Ni prières collectives aux mosquées, ni sorties nocturnes et rencontres entre amis aux cafés et aux restaurants, les mesures de restrictions sanitaires ont bel et bien chamboulé le rituel observé par la communauté musulmane en Suisse durant ce mois sacré, mais sans pour autant affecter le caractère spécifique du mois, ni sa dimension spirituelle et religieuse, le confinement étant perçu comme une opportunité d'introspection, la porte d'entrée d’une intériorité profonde et du retour sur soi.
D'aucuns estiment d'ailleurs que malgré l’épidémie qui oblige au confinement, un approfondissement spirituel peut se poursuivre par la lecture, via les sites Internet, les chaînes Youtube, les pages Facebook, les podcasts et autres initiatives qui se multiplient sur le monde virtuel, invitant les croyants à vivre ce Ramadan si singulier dans la confiance, à l’envisager comme un « temps favorable » de recueillement.
Crise sanitaire oblige, les personnes de confession musulmane ont dû ainsi s'écarter d'un rituel et de pratiques ancestrales propres à ce mois, traditionnellement rythmé par les veillées ramadanesques et une convivialité chaleureuse. Ils disent toutefois comprendre tout le sens des restrictions imposées depuis le début de la crise.
La Fédération des organisations musulmanes de Suisse (FOIS) a publié, dans ce sens, des recommandations pour que le Ramadan se vive dans le respect des normes sanitaires.
Comme pour les églises, les synagogues et les autres communautés religieuses, les rassemblements dans les mosquées ne sont pas autorisés, lit-on dans le rapport explicatif sur l’ordonnance Covid-19 du Conseil fédéral.
La Fédération des organisations islamiques a ainsi pris les devants en communiquant une série de recommandations rappelant que «la protection de l’être humain dans sa globalité et aussi de sa santé est de première importance».
Qu’il s’agisse de la prière de Tarawih, de la prière du vendredi, de l’iftar (rupture du jeûne), de l’enseignement des enfants et des adultes ou encore de la prière de l’Eid Al Fitr, tous les rituels du mois du ramadan ne peuvent pas se dérouler à la mosquée ou dans les locaux des associations cette année, affirme la FOIS, notant qu'il est indiqué de pratiquer tous ces rituels à la maison, en famille, des recommandations qui ne vont pas à l’encontre de l’enseignement islamique, contrairement à des rassemblements auto-organisés que la FOIS déconseille. La FOIS encourage d’ailleurs les imams à le rappeler aux fidèles.

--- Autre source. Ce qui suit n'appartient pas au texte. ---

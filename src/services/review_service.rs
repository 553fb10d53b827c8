use chrono::{DateTime, Utc};
use uuid::Uuid;

use crate::{
    db::DbPool,
    dto::reviews::{PendingItem, ProductRating, ResolveReviewRequest, SubmitReviewRequest},
    error::{AppError, AppResult, is_unique_violation},
    models::{CartItem, PendingReview, Review},
};

/// Seeds one incomplete pending-review row per checkout line, inside the
/// checkout transaction.
pub async fn seed_pending_reviews(
    txn: &mut sqlx::Transaction<'_, sqlx::Postgres>,
    user_id: Uuid,
    order_id: &str,
    lines: &[CartItem],
) -> AppResult<()> {
    for line in lines {
        sqlx::query(
            r#"
            INSERT INTO pending_reviews (id, user_id, product_id, product_name, order_id, image, category)
            VALUES ($1, $2, $3, $4, $5, $6, $7)
            ON CONFLICT (order_id, product_id) DO NOTHING
            "#,
        )
        .bind(Uuid::new_v4())
        .bind(user_id)
        .bind(line.product_id)
        .bind(&line.product_name)
        .bind(order_id)
        .bind(&line.image)
        .bind(&line.category)
        .execute(&mut **txn)
        .await?;
    }
    Ok(())
}

/// Standalone seeding path for the save-pending endpoint; idempotent per
/// (order, product) pair.
pub async fn save_pending(
    pool: &DbPool,
    user_id: Uuid,
    order_id: &str,
    items: &[PendingItem],
) -> AppResult<usize> {
    let mut count = 0;
    for item in items {
        let result = sqlx::query(
            r#"
            INSERT INTO pending_reviews (id, user_id, product_id, product_name, order_id, image, category)
            VALUES ($1, $2, $3, $4, $5, $6, $7)
            ON CONFLICT (order_id, product_id) DO NOTHING
            "#,
        )
        .bind(Uuid::new_v4())
        .bind(user_id)
        .bind(item.product_id)
        .bind(&item.product_name)
        .bind(order_id)
        .bind(item.image.as_deref().unwrap_or(""))
        .bind(item.category.as_deref().unwrap_or(""))
        .execute(pool)
        .await?;
        count += result.rows_affected() as usize;
    }
    Ok(count)
}

/// Resolves a pending review exactly once: either into a permanent review
/// (rating required) or a skip. A second resolution attempt is rejected,
/// as is a duplicate (user, product) permanent review.
pub async fn resolve_pending(
    pool: &DbPool,
    review_id: Uuid,
    payload: ResolveReviewRequest,
) -> AppResult<PendingReview> {
    let mut txn = pool.begin().await?;

    let pending: Option<PendingReview> =
        sqlx::query_as("SELECT * FROM pending_reviews WHERE id = $1 FOR UPDATE")
            .bind(review_id)
            .fetch_optional(&mut *txn)
            .await?;
    let pending = match pending {
        Some(p) => p,
        None => return Err(AppError::NotFound),
    };

    if pending.status != "incomplete" {
        return Err(AppError::BadRequest(format!(
            "Review already resolved as {}",
            pending.status
        )));
    }

    let resolved = match payload.status.as_str() {
        "complete" => {
            let rating = payload
                .rating
                .ok_or_else(|| AppError::BadRequest("Rating is required".into()))?;
            if !(1..=5).contains(&rating) {
                return Err(AppError::BadRequest("Rating must be between 1 and 5".into()));
            }
            let review_text = payload.review.unwrap_or_default();

            sqlx::query(
                r#"
                INSERT INTO reviews (id, user_id, product_id, rating, review)
                VALUES ($1, $2, $3, $4, $5)
                "#,
            )
            .bind(Uuid::new_v4())
            .bind(pending.user_id)
            .bind(pending.product_id)
            .bind(rating)
            .bind(&review_text)
            .execute(&mut *txn)
            .await
            .map_err(|err| {
                if is_unique_violation(&err) {
                    AppError::Conflict("You have already reviewed this product".into())
                } else {
                    AppError::DbError(err)
                }
            })?;

            sqlx::query_as::<_, PendingReview>(
                r#"
                UPDATE pending_reviews
                SET status = 'complete', rating = $2, review = $3, updated_at = now()
                WHERE id = $1
                RETURNING *
                "#,
            )
            .bind(review_id)
            .bind(rating)
            .bind(&review_text)
            .fetch_one(&mut *txn)
            .await?
        }
        "skipped" => {
            sqlx::query_as::<_, PendingReview>(
                r#"
                UPDATE pending_reviews
                SET status = 'skipped', updated_at = now()
                WHERE id = $1
                RETURNING *
                "#,
            )
            .bind(review_id)
            .fetch_one(&mut *txn)
            .await?
        }
        other => {
            return Err(AppError::BadRequest(format!(
                "Status must be complete or skipped, got {other}"
            )));
        }
    };

    txn.commit().await?;
    Ok(resolved)
}

/// Legacy direct-submission path. Carries the same duplicate guard as the
/// pending-resolution path.
pub async fn submit_direct(pool: &DbPool, payload: SubmitReviewRequest) -> AppResult<Review> {
    if !(1..=5).contains(&payload.rating) {
        return Err(AppError::BadRequest("Rating must be between 1 and 5".into()));
    }

    let review: Review = sqlx::query_as(
        r#"
        INSERT INTO reviews (id, user_id, product_id, rating, review)
        VALUES ($1, $2, $3, $4, $5)
        RETURNING *
        "#,
    )
    .bind(Uuid::new_v4())
    .bind(payload.user_id)
    .bind(payload.product_id)
    .bind(payload.rating)
    .bind(payload.review.unwrap_or_default())
    .fetch_one(pool)
    .await
    .map_err(|err| {
        if is_unique_violation(&err) {
            AppError::Conflict("You have already reviewed this product".into())
        } else {
            AppError::DbError(err)
        }
    })?;

    Ok(review)
}

pub async fn product_rating(pool: &DbPool, product_id: Uuid) -> AppResult<ProductRating> {
    let (sum, count): (Option<i64>, i64) =
        sqlx::query_as("SELECT SUM(rating), COUNT(*) FROM reviews WHERE product_id = $1")
            .bind(product_id)
            .fetch_one(pool)
            .await?;

    Ok(ProductRating {
        average_rating: round_average(sum.unwrap_or(0), count),
        review_count: count,
    })
}

pub async fn product_reviews(pool: &DbPool, product_id: Uuid) -> AppResult<(Vec<Review>, f64)> {
    let reviews = sqlx::query_as::<_, Review>(
        "SELECT * FROM reviews WHERE product_id = $1 ORDER BY created_at DESC",
    )
    .bind(product_id)
    .fetch_all(pool)
    .await?;

    let sum: i64 = reviews.iter().map(|r| r.rating as i64).sum();
    let average = round_average(sum, reviews.len() as i64);
    Ok((reviews, average))
}

pub async fn list_pending_for_user(pool: &DbPool, user_id: Uuid) -> AppResult<Vec<PendingReview>> {
    let rows = sqlx::query_as::<_, PendingReview>(
        "SELECT * FROM pending_reviews WHERE user_id = $1 AND status = 'incomplete' ORDER BY created_at DESC",
    )
    .bind(user_id)
    .fetch_all(pool)
    .await?;
    Ok(rows)
}

/// Purges skipped pending-review rows whose last update precedes the
/// cutoff. Returns the number of rows removed.
pub async fn cleanup_skipped(pool: &DbPool, older_than: DateTime<Utc>) -> AppResult<u64> {
    let result =
        sqlx::query("DELETE FROM pending_reviews WHERE status = 'skipped' AND updated_at < $1")
            .bind(older_than)
            .execute(pool)
            .await?;
    Ok(result.rows_affected())
}

/// Arithmetic mean rounded to one decimal; {0, 0} when no reviews exist.
fn round_average(sum: i64, count: i64) -> f64 {
    if count == 0 {
        return 0.0;
    }
    let mean = sum as f64 / count as f64;
    (mean * 10.0).round() / 10.0
}

#[cfg(test)]
mod tests {
    use super::round_average;

    #[test]
    fn average_rounds_to_one_decimal() {
        assert_eq!(round_average(0, 0), 0.0);
        assert_eq!(round_average(5, 1), 5.0);
        assert_eq!(round_average(10, 3), 3.3);
        assert_eq!(round_average(11, 3), 3.7);
        assert_eq!(round_average(7, 2), 3.5);
    }
}
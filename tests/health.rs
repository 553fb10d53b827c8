use agrilinker_api::routes::health::health_check;

#[tokio::test]
async fn health_check_returns_ok() {
    let response = health_check().await;
    assert_eq!(response.0.message, "Health check");
    assert!(response.0.success);

    let data = response.0.data.expect("health data");
    assert_eq!(data.status, "ok");
}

Le Ramadan sous confinement reste donc conforme au fondement de la foi. Il peut même être profitable sur un plan spirituel. «Les croyants qui regrettaient de manquer de temps pour le ramadan, l’auront cette année», constate Pascal Gemperli, porte-parole de la FOIS et secrétaire général de l’Union des associations musulmanes à Vaud. Du temps pour sa famille, pour les lectures spirituelles, l’introspection, mais aussi pour un recentrement sur soi-même et une remise en question, préconise-t-il.
À ce titre, Gemperli note que l’offre spirituelle en ligne s’est développée et que bon nombre d’imams en Suisse se sont mis sur Youtube, notamment pour y dispenser un enseignement religieux à distance. Des initiatives nouvelles qui permettent, par exemple, de rejoindre les jeunes musulmans.
Aujourd’hui pourtant, «c’est l’aspect communautaire qui va manquer. Traditionnellement, on invite les gens à la maison ou à la mosquée pour offrir le repas de rupture du jeûne. Les croyants se rassemblent également pour prier. Ce ne sera pas possible cette année», note le porte-parole de la FOIS.
Le 24 mai prochain, les musulmans célébreront la fin du Ramadan, lors de la fête de l’Aïd el-Fitr. Si l’espoir tient bon, Gemperli ne se fait pas d’illusion. "Vu le plan de déconfinement prévu par les autorités, la fin du Ramadan ne se fera pas dans les mosquées et les locaux des associations», soutient-il.